Part of Hokusai's Manga. (https://classconnection.s3.amazonaws.com/8/flashcards/3243008/png/hokusai_manga-13E80EE9D567F92A79B.png)

Part of Hokusai’s Manga. (https://classconnection.s3.amazonaws.com/8/flashcards/3243008/png/hokusai_manga-13E80EE9D567F92A79B.png)



I also visited several other museums and historical places (e.g. Nijō Castle, Tōdaiji) in Kyoto, Osaka, and Nara. Nijō Castle was built in the Edo Period for the Tokugawa family, and the inside walls and doors of all the rooms were painted with scenes of animals and trees and flowers. I went to the Kyoto National Museum and saw a lot of Buddhist art and sculptures. All of this made me think about the different functions artists played in society.
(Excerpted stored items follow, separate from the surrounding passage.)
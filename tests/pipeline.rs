mod common;

use common::{Workspace, assert_close, timestamp};
use scope_cost_report::ReportError;
use scope_cost_report::pipeline::generate_report;

const LABOR_HEADER: &str = "Employee,Date,Scope,Hours,Rate\n";
const MATERIAL_HEADER: &str = "Date,Item,Scope,Cost\n";

#[test]
fn single_scope_report_matches_hand_calculation() {
    let workspace = Workspace::new(
        &format!("{LABOR_HEADER}A,2024-01-01,roofing,10,20\n"),
        &format!("{MATERIAL_HEADER}2024-01-01,nails,roofing,50\n"),
    );

    let outcome = generate_report(&workspace.config, timestamp()).expect("report generated");

    let labor = &outcome.report.labor[0];
    assert_eq!(labor.scope, "roofing");
    assert_eq!(labor.hours, Some(10.0));
    assert_close(labor.cost, 200.0);
    assert_close(labor.cost_with_tax, 214.0);
    assert_close(labor.cost_with_overhead, 246.1);

    let material = &outcome.report.material[0];
    assert_eq!(material.hours, None);
    assert_close(material.cost, 50.0);
    assert_close(material.cost_with_tax, 53.5);
    assert_close(material.cost_with_overhead, 61.525);

    let total = &outcome.report.totals[0];
    assert_close(total.labor_cost_with_overhead, 246.1);
    assert_close(total.material_cost_with_overhead, 61.525);
    assert_close(total.total_cost, 307.625);

    assert!(outcome.warnings.is_empty());
    assert_eq!(
        workspace.output_files(),
        vec!["2024-01-31_16-45-12_detailed_summary_report_v2.xlsx"]
    );
}

#[test]
fn material_only_scope_has_zero_labor() {
    let workspace = Workspace::new(
        &format!("{LABOR_HEADER}A,2024-01-01,roofing,10,20\nB,2024-01-02,roofing,2,30\n"),
        &format!(
            "{MATERIAL_HEADER}2024-01-01,nails,roofing,50\n2024-01-03,paint,painting,40\n2024-01-04,rollers,painting,10\n"
        ),
    );

    let outcome = generate_report(&workspace.config, timestamp()).expect("report generated");

    let scopes: Vec<_> = outcome
        .report
        .totals
        .iter()
        .map(|row| row.scope.as_str())
        .collect();
    assert_eq!(scopes, vec!["painting", "roofing"]);

    let painting = &outcome.report.totals[0];
    assert_eq!(painting.labor_cost_with_overhead, 0.0);
    assert_close(painting.material_cost_with_overhead, 50.0 * 1.07 * 1.15);
    assert_close(painting.total_cost, painting.material_cost_with_overhead);

    assert_eq!(outcome.report.labor[0].hours, Some(12.0));
}

#[test]
fn missing_rate_column_aborts_without_output() {
    let workspace = Workspace::new(
        "Employee,Date,Scope,Hours\nA,2024-01-01,roofing,10\n",
        &format!("{MATERIAL_HEADER}2024-01-01,nails,roofing,50\n"),
    );

    match generate_report(&workspace.config, timestamp()) {
        Err(ReportError::Schema {
            column,
            source_file,
        }) => {
            assert_eq!(column, "Rate");
            assert_eq!(source_file, workspace.config.labor_path());
        }
        other => panic!("unexpected result: {other:?}"),
    }
    assert!(workspace.output_files().is_empty());
}

#[test]
fn missing_material_file_is_reported() {
    let workspace = Workspace::new(
        &format!("{LABOR_HEADER}A,2024-01-01,roofing,10,20\n"),
        MATERIAL_HEADER,
    );
    std::fs::remove_file(workspace.config.material_path()).expect("material csv removed");

    match generate_report(&workspace.config, timestamp()) {
        Err(ReportError::InputNotFound(path)) => {
            assert_eq!(path, workspace.config.material_path());
        }
        other => panic!("unexpected result: {other:?}"),
    }
    assert!(workspace.output_files().is_empty());
}

#[test]
fn non_numeric_cost_aborts_without_output() {
    let workspace = Workspace::new(
        &format!("{LABOR_HEADER}A,2024-01-01,roofing,10,20\n"),
        &format!("{MATERIAL_HEADER}2024-01-01,nails,roofing,fifty\n"),
    );

    match generate_report(&workspace.config, timestamp()) {
        Err(ReportError::InvalidValue {
            row, column, value, ..
        }) => {
            assert_eq!(row, 1);
            assert_eq!(column, "Cost");
            assert_eq!(value, "fifty");
        }
        other => panic!("unexpected result: {other:?}"),
    }
    assert!(workspace.output_files().is_empty());
}

#[test]
fn existing_report_is_not_overwritten() {
    let workspace = Workspace::new(
        &format!("{LABOR_HEADER}A,2024-01-01,roofing,10,20\n"),
        MATERIAL_HEADER,
    );

    let first = generate_report(&workspace.config, timestamp()).expect("first report");

    match generate_report(&workspace.config, timestamp()) {
        Err(ReportError::OutputExists(path)) => assert_eq!(path, first.path),
        other => panic!("unexpected result: {other:?}"),
    }
}

#[test]
fn empty_material_table_still_produces_all_sheets() {
    let workspace = Workspace::new(
        &format!("{LABOR_HEADER}A,2024-01-01,roofing,10,20\n"),
        MATERIAL_HEADER,
    );

    let outcome = generate_report(&workspace.config, timestamp()).expect("report generated");

    assert!(outcome.report.material.is_empty());
    assert_eq!(outcome.report.totals.len(), 1);
    assert_eq!(outcome.report.totals[0].material_cost_with_overhead, 0.0);
}

#[test]
fn invalid_rate_is_rejected_before_reading_inputs() {
    let mut workspace = Workspace::new(LABOR_HEADER, MATERIAL_HEADER);
    workspace.config.tax_rate = f64::NAN;
    workspace.config.input_dir = workspace.dir.path().join("does-not-exist");

    assert!(matches!(
        generate_report(&workspace.config, timestamp()),
        Err(ReportError::InvalidConfig(_))
    ));
}

#[test]
fn scopes_differing_in_whitespace_stay_separate() {
    let workspace = Workspace::new(
        &format!("{LABOR_HEADER}A,2024-01-01,roofing,10,20\nB,2024-01-02, roofing,5,20\n"),
        &format!("{MATERIAL_HEADER}2024-01-01,nails,roofing,50\n"),
    );

    let outcome = generate_report(&workspace.config, timestamp()).expect("report generated");

    let labor_scopes: Vec<_> = outcome
        .report
        .labor
        .iter()
        .map(|row| row.scope.as_str())
        .collect();
    assert_eq!(labor_scopes, vec![" roofing", "roofing"]);

    let totals: Vec<_> = outcome
        .report
        .totals
        .iter()
        .map(|row| row.scope.as_str())
        .collect();
    assert_eq!(totals, vec![" roofing", "roofing"]);
    assert_eq!(outcome.report.totals[0].material_cost_with_overhead, 0.0);
}

#[test]
fn overflowing_labor_cost_aborts_with_row_details() {
    let workspace = Workspace::new(
        &format!("{LABOR_HEADER}A,2024-01-01,roofing,1e200,1e200\n"),
        MATERIAL_HEADER,
    );

    match generate_report(&workspace.config, timestamp()) {
        Err(ReportError::InvalidValue {
            source_file,
            row,
            column,
            ..
        }) => {
            assert_eq!(source_file, workspace.config.labor_path());
            assert_eq!(row, 1);
            assert_eq!(column, "Cost");
        }
        other => panic!("unexpected result: {other:?}"),
    }
    assert!(workspace.output_files().is_empty());
}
Hokusai functioned as a distributor of information by painting animals, etc. that people wouldn’t have known about or ever seen themselves. Artists also commonly got commissioned to do work for private residences and temples, and the things they made reflected who they were being made for. That system is a lot different from how we think about artists today; I think art is more personal now in that artists make what they want to make, and since art is more accessible you don’t have to be an artist to make art. Anyone can draw or paint or sculpt, and so art can be a lot more personal since people make stuff for themselves or for friends. This personalization of art is also possible because the way we disseminate information as societies has also changed a lot. Visual media is generally accessible to everyone in a way that written media wasn’t when there was a lower literacy rate. Now things that might have been conveyed by paintings can be better conveyed in writing, or videos, or photography. The function of painting and painters has changed a lot, in the sense that the pool of things you can express only through painting has changed. Applying this line of thinking to my own project, I tried to make something that really embraced the medium of painting and that couldn’t be expressed in another medium.

IMG_5695 IMG_5699 IMG_5708 IMG_5719

So this is what I’ve been doing. I just started this painting from scratch and sketched out the different sections with paint. I broke the face into three colors, a dark, a mid, and a bright, but after I mixed the lighter colors my dark wasn’t dark enough so I had to go back later and repaint that color.



  1. cemcgeady says:

    Hi Laura,
    I really enjoyed reading about your experiences, particularly your reflections on art and the purpose that artists played. It reminded me a lot of the functions of literature and poetry in Ancient Roman society. In many ways, artists and writers were used as a means to an end, like how a carpenter builds the house you tell them to build. Writers were commissioned for a purpose– Augustus commissioned poets to disseminate information about the imperial family. While this sustained them, it also biased them; if you’re paid to write about the imperial family, you’re probably not going to write bad things about them. Similarly, as you said, artists in Japan were disseminators of information or else a tool for those who could pay. Today, art is more appreciated for its own purpose rather than someone else’s, but I wonder if that’s not just because we have more effective means of influencing perception, like news outlets and mass media culture? Anyways, I really liked seeing the progression of your work and reading about your experiences. Great job!

  2. Laura, it was really interesting to follow your project in this blog. I am curious as to why Hokusai depicted lions and whales differently from his other subjects, any thoughts? Your explanation about artists being commissioned to work for private residences and temples, hence reflecting who they were made for was really thought-provoking. It made me think about a course that I have taken on Roman Civilization, we also discussed how patrons and the state influenced artists’ work. I am very much looking forward to hearing more about your project and looking at your work at the research showcase. Thank you for sharing the process.